According to documents disclosed by Edward Snowden, both the US's NSA and the UK's GCHQ created accounts, recruited informers and gathered data in MMOs, and through the apparently more heavily monitored Xbox Live. According to a top secret document from 2008, they saw these spaces as a possible "target-rich communication network," with the potential to give terrorists and other criminal elements "a way to hide in plain sight." Presumably there were also worried about the threat of global boar genocide.
The surveillance was wide-spread enough that the agencies needed a "deconfliction" group, to ensure operatives weren't accidentally monitoring each other, and maybe to organise the intra-departmental raids. Despite all this, the documents provide no examples of any counter-terrorism successes from these actions. That either suggests that terrorists aren't using MMOs as a method of communication, or that they simply think that WoW is too full of carebears.
On Blizzard's part, a spokesperson told the NYT that they were unaware of any surveillance. "If it was, it would have been done without our knowledge or permission," they said.

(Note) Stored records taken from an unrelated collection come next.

//! Exposing a directory of the notebook's mounted drive in the user's home
//!
//! The drive is mounted by the notebook as root; bindfs re-exposes one of its
//! directories owned by the login user. Because a typo here could expose the
//! wrong directory, the source is resolved and confined to the drive first.

use std::fs;
use std::path::{Component, Path, PathBuf};

use rc_core::traits::CommandSpec;
use rc_core::{ProvisionSession, SystemLayout};

use crate::error::MountError;

/// A validated bind-mount
#[derive(Debug, Clone, PartialEq, Eq)]
pub struct MountPlan {
    /// Canonical directory on the drive
    pub source: PathBuf,
    /// Mount point inside the user's home
    pub target: PathBuf,
}

/// The mount point must be a plain directory name inside the home directory
pub fn validate_target_name(name: &str) -> Result<(), MountError> {
    let mut components = Path::new(name).components();
    match (components.next(), components.next()) {
        (Some(Component::Normal(_)), None) => Ok(()),
        _ => Err(MountError::InvalidTarget(name.to_string())),
    }
}

/// Resolve `subdir` under `mount_root`, refusing anything that ends up outside
/// of it (`..`, absolute paths, symlinks) or is not an existing directory.
pub fn resolve_mount_source(mount_root: &Path, subdir: &str) -> Result<PathBuf, MountError> {
    let root = fs::canonicalize(mount_root)
        .map_err(|_| MountError::RootNotMounted(mount_root.to_path_buf()))?;

    let requested = root.join(subdir);
    let resolved = match fs::canonicalize(&requested) {
        Ok(path) => path,
        Err(e) if e.kind() == std::io::ErrorKind::NotFound => {
            return Err(MountError::SourceNotFound(requested))
        }
        Err(source) => {
            return Err(MountError::Io {
                path: requested,
                source,
            })
        }
    };

    if !resolved.starts_with(&root) {
        return Err(MountError::OutsideRoot {
            requested: subdir.to_string(),
            resolved,
            root,
        });
    }
    if !resolved.is_dir() {
        return Err(MountError::NotADirectory(resolved));
    }
    Ok(resolved)
}

/// Validate both ends of a bind-mount before anything is provisioned
///
/// # Arguments
/// * `mount_root` - Where the notebook mounted the drive
/// * `source_subdir` - Directory on the drive; empty for the whole drive
/// * `target_name` - Plain directory name created in the user's home
///
/// # Returns
/// A [`MountPlan`] whose source is canonical and inside `mount_root`.
pub fn plan_mount(
    layout: &SystemLayout,
    mount_root: &Path,
    user: &str,
    source_subdir: &str,
    target_name: &str,
) -> Result<MountPlan, MountError> {
    validate_target_name(target_name)?;
    let source = resolve_mount_source(mount_root, source_subdir)?;
    Ok(MountPlan {
        source,
        target: layout.home(user).join(target_name),
    })
}

/// Create the mount point and bind the drive directory onto it as `user`
///
/// # Arguments
/// * `session` - Runs `chown` and `bindfs`
/// * `user` - Owner of the mount point; bindfs maps files to this account
/// * `plan` - Source and target checked earlier by [`plan_mount`]
///
/// # Errors
/// `MountError::Io` if the mount point cannot be created, or the command
/// error if `chown` or `bindfs` fails.
pub async fn bind_mount(
    session: &ProvisionSession<'_>,
    user: &str,
    plan: &MountPlan,
) -> Result<(), MountError> {
    fs::create_dir_all(&plan.target).map_err(|source| MountError::Io {
        path: plan.target.clone(),
        source,
    })?;

    let owner = format!("{0}:{0}", user);
    session
        .runner
        .run(&CommandSpec::new("chown").arg(&owner).path_arg(&plan.target))
        .await?;
    session
        .runner
        .run(
            &CommandSpec::new("bindfs")
                .args(["-u", user, "-g", user])
                .path_arg(&plan.source)
                .path_arg(&plan.target),
        )
        .await?;

    tracing::info!("Mounted {:?} at {:?}", plan.source, plan.target);
    Ok(())
}

#[cfg(test)]
mod tests {
    use super::*;
    use rc_core::mock::{MockHttp, MockRunner};
    use rc_core::traits::NoopProgress;

    fn drive() -> (tempfile::TempDir, PathBuf) {
        let dir = tempfile::tempdir().unwrap();
        let root = dir.path().join("drive");
        fs::create_dir_all(root.join("projects/thesis")).unwrap();
        fs::write(root.join("notes.txt"), "hi").unwrap();
        fs::create_dir_all(dir.path().join("secrets")).unwrap();
        (dir, root)
    }

    #[test]
    fn test_inside_and_existing_is_accepted() {
        let (_dir, root) = drive();
        let resolved = resolve_mount_source(&root, "projects/thesis").unwrap();
        assert_eq!(resolved, fs::canonicalize(root.join("projects/thesis")).unwrap());

        // Whole drive
        assert!(resolve_mount_source(&root, "").is_ok());
    }

    #[test]
    fn test_outside_root_is_rejected() {
        let (_dir, root) = drive();

        let err = resolve_mount_source(&root, "../secrets").unwrap_err();
        assert!(matches!(err, MountError::OutsideRoot { .. }));

        let abs = _dir.path().join("secrets");
        let err = resolve_mount_source(&root, abs.to_str().unwrap()).unwrap_err();
        assert!(matches!(err, MountError::OutsideRoot { .. }));
    }

    #[cfg(unix)]
    #[test]
    fn test_symlink_escape_is_rejected() {
        let (dir, root) = drive();
        std::os::unix::fs::symlink(dir.path().join("secrets"), root.join("link")).unwrap();

        let err = resolve_mount_source(&root, "link").unwrap_err();
        assert!(matches!(err, MountError::OutsideRoot { .. }));
    }

    #[test]
    fn test_missing_and_non_directories() {
        let (dir, root) = drive();

        assert!(matches!(
            resolve_mount_source(&root, "nope").unwrap_err(),
            MountError::SourceNotFound(_)
        ));
        assert!(matches!(
            resolve_mount_source(&root, "notes.txt").unwrap_err(),
            MountError::NotADirectory(_)
        ));
        assert!(matches!(
            resolve_mount_source(&dir.path().join("unmounted"), "x").unwrap_err(),
            MountError::RootNotMounted(_)
        ));
    }

    #[test]
    fn test_target_names() {
        assert!(validate_target_name("drive").is_ok());
        assert!(validate_target_name("My Drive").is_ok());
        assert!(validate_target_name("").is_err());
        assert!(validate_target_name("..").is_err());
        assert!(validate_target_name("a/b").is_err());
        assert!(validate_target_name("/abs").is_err());
    }

    #[tokio::test]
    async fn test_bind_mount_runs_bindfs() {
        let (dir, root) = drive();
        let layout = SystemLayout::new(dir.path().join("sys"));
        let plan = plan_mount(&layout, &root, "colab", "projects", "drive").unwrap();
        let runner = MockRunner::new();
        let http = MockHttp::new();
        let session = ProvisionSession::new(&runner, &http, &NoopProgress, &layout, dir.path());

        bind_mount(&session, "colab", &plan).await.unwrap();

        assert!(plan.target.is_dir());
        let bindfs = runner.calls_matching(&["bindfs", "-u", "colab", "-g", "colab"]);
        assert_eq!(bindfs.len(), 1);
        assert_eq!(
            bindfs[0].args[4..],
            [
                plan.source.to_string_lossy().to_string(),
                plan.target.to_string_lossy().to_string()
            ]
        );
    }
}
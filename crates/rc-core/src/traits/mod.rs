//! Seams between the provisioning logic and the operating system

mod http;
mod progress;
mod runner;

pub use http::HttpClient;
pub use progress::{LogProgress, NoopProgress, ProgressReporter};
pub use runner::{BackgroundProcess, CommandOutput, CommandRunner, CommandSpec};
//! HTTP client backed by reqwest

use async_trait::async_trait;
use std::path::Path;
use std::time::Duration;

use crate::error::HttpError;
use crate::traits::HttpClient;

/// Default timeout for a single request
const REQUEST_TIMEOUT: Duration = Duration::from_secs(300);

/// `HttpClient` implementation using reqwest
#[derive(Debug, Clone)]
pub struct ReqwestClient {
    client: reqwest::Client,
}

impl ReqwestClient {
    pub fn new() -> Result<Self, HttpError> {
        Self::with_timeout(REQUEST_TIMEOUT)
    }

    pub fn with_timeout(timeout: Duration) -> Result<Self, HttpError> {
        let client = reqwest::Client::builder()
            .timeout(timeout)
            .build()
            .map_err(|e| HttpError::Request {
                url: String::new(),
                message: e.to_string(),
            })?;
        Ok(Self { client })
    }

    async fn get(&self, url: &str) -> Result<reqwest::Response, HttpError> {
        let request_error = |e: reqwest::Error| HttpError::Request {
            url: url.to_string(),
            message: e.to_string(),
        };

        let response = self.client.get(url).send().await.map_err(request_error)?;
        let status = response.status();
        if !status.is_success() {
            return Err(HttpError::Status {
                url: url.to_string(),
                status: status.as_u16(),
            });
        }
        Ok(response)
    }
}

#[async_trait]
impl HttpClient for ReqwestClient {
    async fn get_text(&self, url: &str) -> Result<String, HttpError> {
        self.get(url)
            .await?
            .text()
            .await
            .map_err(|e| HttpError::Request {
                url: url.to_string(),
                message: e.to_string(),
            })
    }

    async fn download(&self, url: &str, dest: &Path) -> Result<(), HttpError> {
        tracing::info!("Downloading {}", url);

        let bytes = self
            .get(url)
            .await?
            .bytes()
            .await
            .map_err(|e| HttpError::Request {
                url: url.to_string(),
                message: e.to_string(),
            })?;

        tokio::fs::write(dest, &bytes)
            .await
            .map_err(|source| HttpError::Write {
                path: dest.to_path_buf(),
                source,
            })?;

        tracing::debug!("Saved {} bytes to {:?}", bytes.len(), dest);
        Ok(())
    }
}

It's a fascinating insight into the workings, fears and, to some degree, paranoia of these agencies. Given the abundance of communication that typifies these games and services, it's no real surprise that agencies dedicated to the analysis of data would gravitate towards them. This is a still-unfolding story that will eventually need to form part of the wider discussion about the role of counter-terrorism, and the level to which privacy should be an expectation of a democratic society. Of course, as a guy who writes about PC games, I'm going to make jokes instead.